John Watson, Los secretos de la estrategia moderna en ajedrez. Avances desde Nimzowitsch, trad. de J. S. Morgado y R. G. Alvarez, Gambit Publications, London, 2002, 304 pp.
Quizá sea por mi condición filosófica, pero no he podido dejar de pensar en
los antiguos sofistas griegos mientras leía el libro del MI John Watson. En
efecto, me refiero a aquellas tesis en torno a la imposibilidad de enseñar, de
comunicar los conocimientos, que un Gorgias, por ejemplo, mantenía. El libro de
este moderno sofista tiene la misma socarrona desfachatez que tenían los
sofistas antiguos, aquellos que santamente indignaban al gran Platón. Claro está
que de lo que aquí se está hablando es de ajedrez y no del Ser o la Naturaleza,
pero formalmente las discusiones no son tan diferentes.

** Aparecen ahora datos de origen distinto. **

//! Execution contexts
//!
//! A channel runs on two contexts. The ingest context receives transport
//! events, routes messages into stream queues and drives preemption timers.
//! The dispatch context owns the handlers and executes queued messages. Each
//! context is one tokio task; the marker below lets code assert where it runs.

use std::future::Future;

tokio::task_local! {
    static CURRENT: ExecutionContext;
}

/// The two execution contexts of a channel.
#[derive(Debug, Clone, Copy, PartialEq, Eq, Hash)]
pub enum ExecutionContext {
    /// Transport events, routing and preemption bookkeeping
    Ingest,
    /// Handler execution
    Dispatch,
}

impl ExecutionContext {
    /// Context of the running task, if it was entered through [`scope`](Self::scope).
    #[must_use]
    pub fn current() -> Option<Self> {
        CURRENT.try_with(|context| *context).ok()
    }

    /// Run `future` marked as executing on this context.
    pub async fn scope<F: Future>(self, future: F) -> F::Output {
        CURRENT.scope(self, future).await
    }

    /// Run `f` marked as executing on this context.
    pub fn sync_scope<R>(self, f: impl FnOnce() -> R) -> R {
        CURRENT.sync_scope(self, f)
    }

    /// Whether the caller runs on this context.
    #[must_use]
    pub fn is_current(self) -> bool {
        Self::current() == Some(self)
    }
}

/// Debug check that the caller is not on the wrong context. Code running
/// outside any marked context (direct calls from tests) passes.
pub(crate) fn debug_assert_context(expected: ExecutionContext) {
    debug_assert!(
        ExecutionContext::current().map_or(true, |current| current == expected),
        "expected to run on the {expected:?} context, running on {:?}",
        ExecutionContext::current()
    );
}
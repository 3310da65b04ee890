//! Order number properties across trackers sharing one sync point manager.

use gpuchan_core::{OrderError, SyncPointManager};
use proptest::prelude::*;

#[derive(Debug, Clone, Copy)]
enum Step {
    Push(usize),
    Pause(usize),
    Finish(usize),
}

fn step_strategy(streams: usize) -> impl Strategy<Value = Step> {
    prop_oneof![
        (0..streams).prop_map(Step::Push),
        (0..streams).prop_map(Step::Pause),
        (0..streams).prop_map(Step::Finish),
    ]
}

proptest! {
    /// Every stream sees strictly increasing order numbers and never reports
    /// more processed than issued, whatever the interleaving.
    #[test]
    fn order_numbers_stay_monotonic(steps in prop::collection::vec(step_strategy(3), 1..200)) {
        let manager = SyncPointManager::new();
        let mut trackers: Vec<_> = (0..3).map(|_| manager.create_tracker()).collect();
        let mut pending: Vec<std::collections::VecDeque<u32>> = vec![Default::default(); 3];
        let mut last_issued = [0u32; 3];

        for step in steps {
            match step {
                Step::Push(i) => {
                    let n = trackers[i].generate_unprocessed_order_number();
                    prop_assert!(n > last_issued[i]);
                    last_issued[i] = n;
                    pending[i].push_back(n);
                },
                Step::Pause(i) => {
                    if let Some(&head) = pending[i].front() {
                        trackers[i].begin_processing(head);
                        trackers[i].pause_processing(head);
                        prop_assert!(trackers[i].processed() < head);
                    }
                },
                Step::Finish(i) => {
                    if let Some(head) = pending[i].pop_front() {
                        trackers[i].begin_processing(head);
                        trackers[i].finish_processing(head);
                        prop_assert_eq!(trackers[i].processed(), head);
                    }
                },
            }

            for tracker in &trackers {
                prop_assert!(tracker.processed() <= tracker.unprocessed_order_num());
            }
        }
    }
}

#[tokio::test]
async fn test_waiter_released_by_later_stream_progress() {
    let manager = SyncPointManager::new();
    let mut tracker = manager.create_tracker();
    let sequence = tracker.sequence_id();

    let numbers: Vec<u32> = (0..3).map(|_| tracker.generate_unprocessed_order_number()).collect();
    let watcher = manager.order_watcher(sequence).unwrap();
    let last = numbers[2];
    let waiter = tokio::spawn(async move { watcher.wait_for_processed(last).await });

    for n in numbers {
        tracker.begin_processing(n);
        tracker.finish_processing(n);
        tokio::task::yield_now().await;
    }

    assert_eq!(waiter.await.unwrap(), Ok(()));
}

#[tokio::test]
async fn test_destroyed_tracker_is_unknown_to_manager() {
    let manager = SyncPointManager::new();
    let mut tracker = manager.create_tracker();
    let sequence = tracker.sequence_id();
    let n = tracker.generate_unprocessed_order_number();
    tracker.destroy();

    assert_eq!(
        manager.wait_for_order(sequence, n).await,
        Err(OrderError::UnknownSequence { sequence_id: sequence })
    );
}
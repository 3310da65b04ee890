//! Transport seam
//!
//! The byte transport and its wire format live outside this crate. The channel
//! only needs to send whole messages out and receive [`ChannelEvent`]s in.

use crate::error::ChannelError;
use gpuchan_core::Message;
use std::sync::atomic::{AtomicBool, Ordering};
use std::sync::Arc;
use tokio::sync::mpsc;
use tracing::debug;

/// Outbound half of a channel's transport.
pub trait Transport: Send + Sync + 'static {
    /// Queue `message` for delivery to the client. Returns `false` if the
    /// transport is closed and the message was dropped.
    fn send(&self, message: Message) -> bool;
}

/// Inbound transport event.
#[derive(Debug, Clone, PartialEq, Eq)]
pub enum ChannelEvent {
    /// A message from the client
    Message(Message),
    /// The transport failed
    Error(ChannelError),
    /// The client closed the transport
    Closed,
}

/// Sender side of the inbound event stream.
pub type EventSender = mpsc::UnboundedSender<ChannelEvent>;

/// Receiver side of the inbound event stream, consumed by the ingest loop.
pub type EventReceiver = mpsc::UnboundedReceiver<ChannelEvent>;

/// In-process transport delivering outbound messages to a [`MemoryPeer`].
#[derive(Debug)]
pub struct MemoryTransport {
    outbound: mpsc::UnboundedSender<Message>,
    closed: AtomicBool,
}

impl MemoryTransport {
    /// Stop delivering messages.
    pub fn close(&self) {
        self.closed.store(true, Ordering::Release);
    }
}

impl Transport for MemoryTransport {
    fn send(&self, message: Message) -> bool {
        if self.closed.load(Ordering::Acquire) {
            debug!(%message, "Dropping message on closed transport");
            return false;
        }
        self.outbound.send(message).is_ok()
    }
}

/// Client end of an in-process transport.
#[derive(Debug)]
pub struct MemoryPeer {
    events: EventSender,
    inbound: mpsc::UnboundedReceiver<Message>,
}

impl MemoryPeer {
    /// Send a message to the channel.
    pub fn send(&self, message: Message) -> bool {
        self.events.send(ChannelEvent::Message(message)).is_ok()
    }

    /// Report a transport failure to the channel.
    pub fn fail(&self, error: ChannelError) -> bool {
        self.events.send(ChannelEvent::Error(error)).is_ok()
    }

    /// Close the transport from the client side.
    pub fn close(&self) -> bool {
        self.events.send(ChannelEvent::Closed).is_ok()
    }

    /// Next message sent by the channel.
    pub async fn recv(&mut self) -> Option<Message> {
        self.inbound.recv().await
    }

    /// Next message sent by the channel, if one is already waiting.
    pub fn try_recv(&mut self) -> Option<Message> {
        self.inbound.try_recv().ok()
    }

    /// Every message already sent by the channel.
    pub fn drain(&mut self) -> Vec<Message> {
        std::iter::from_fn(|| self.try_recv()).collect()
    }
}

/// Create a connected in-process transport.
///
/// Returns the channel side transport, the client side peer and the event
/// receiver to hand to the channel's ingest loop.
#[must_use]
pub fn memory_pair() -> (Arc<MemoryTransport>, MemoryPeer, EventReceiver) {
    let (outbound, inbound) = mpsc::unbounded_channel();
    let (events, event_rx) = mpsc::unbounded_channel();
    let transport = Arc::new(MemoryTransport { outbound, closed: AtomicBool::new(false) });
    (transport, MemoryPeer { events, inbound }, event_rx)
}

De hecho, acometo la reseña de este libro con sentimientos encontrados. Desde luego, he disfrutado leyéndolo (y releyéndolo) y no puedo dejar de recomendarlo como lectura, pues en él se encuentran cuestiones teóricas que no es fácil ver por entre la literatura ajedrecística al uso. Además, la selección de partidas que nos presenta ofrece un panorama bastante completo de la complejidad del ajedrez moderno y los comentarios ajenos de que se ayuda a la hora de ilustrar sus tesis (Dvoretsky, Suba, etc.) son siempre muy significativos. Por último, cabe resaltar la paradójica voluntad antipedagógica del tratado, como insistiendo en que a fuerza de no querer enseñar nada tal vez sea posible aprender algo. O, mejor dicho, que su eventual enseñanza sea enseñanza negativa, es decir, que critica y destruye lo que se cree saber.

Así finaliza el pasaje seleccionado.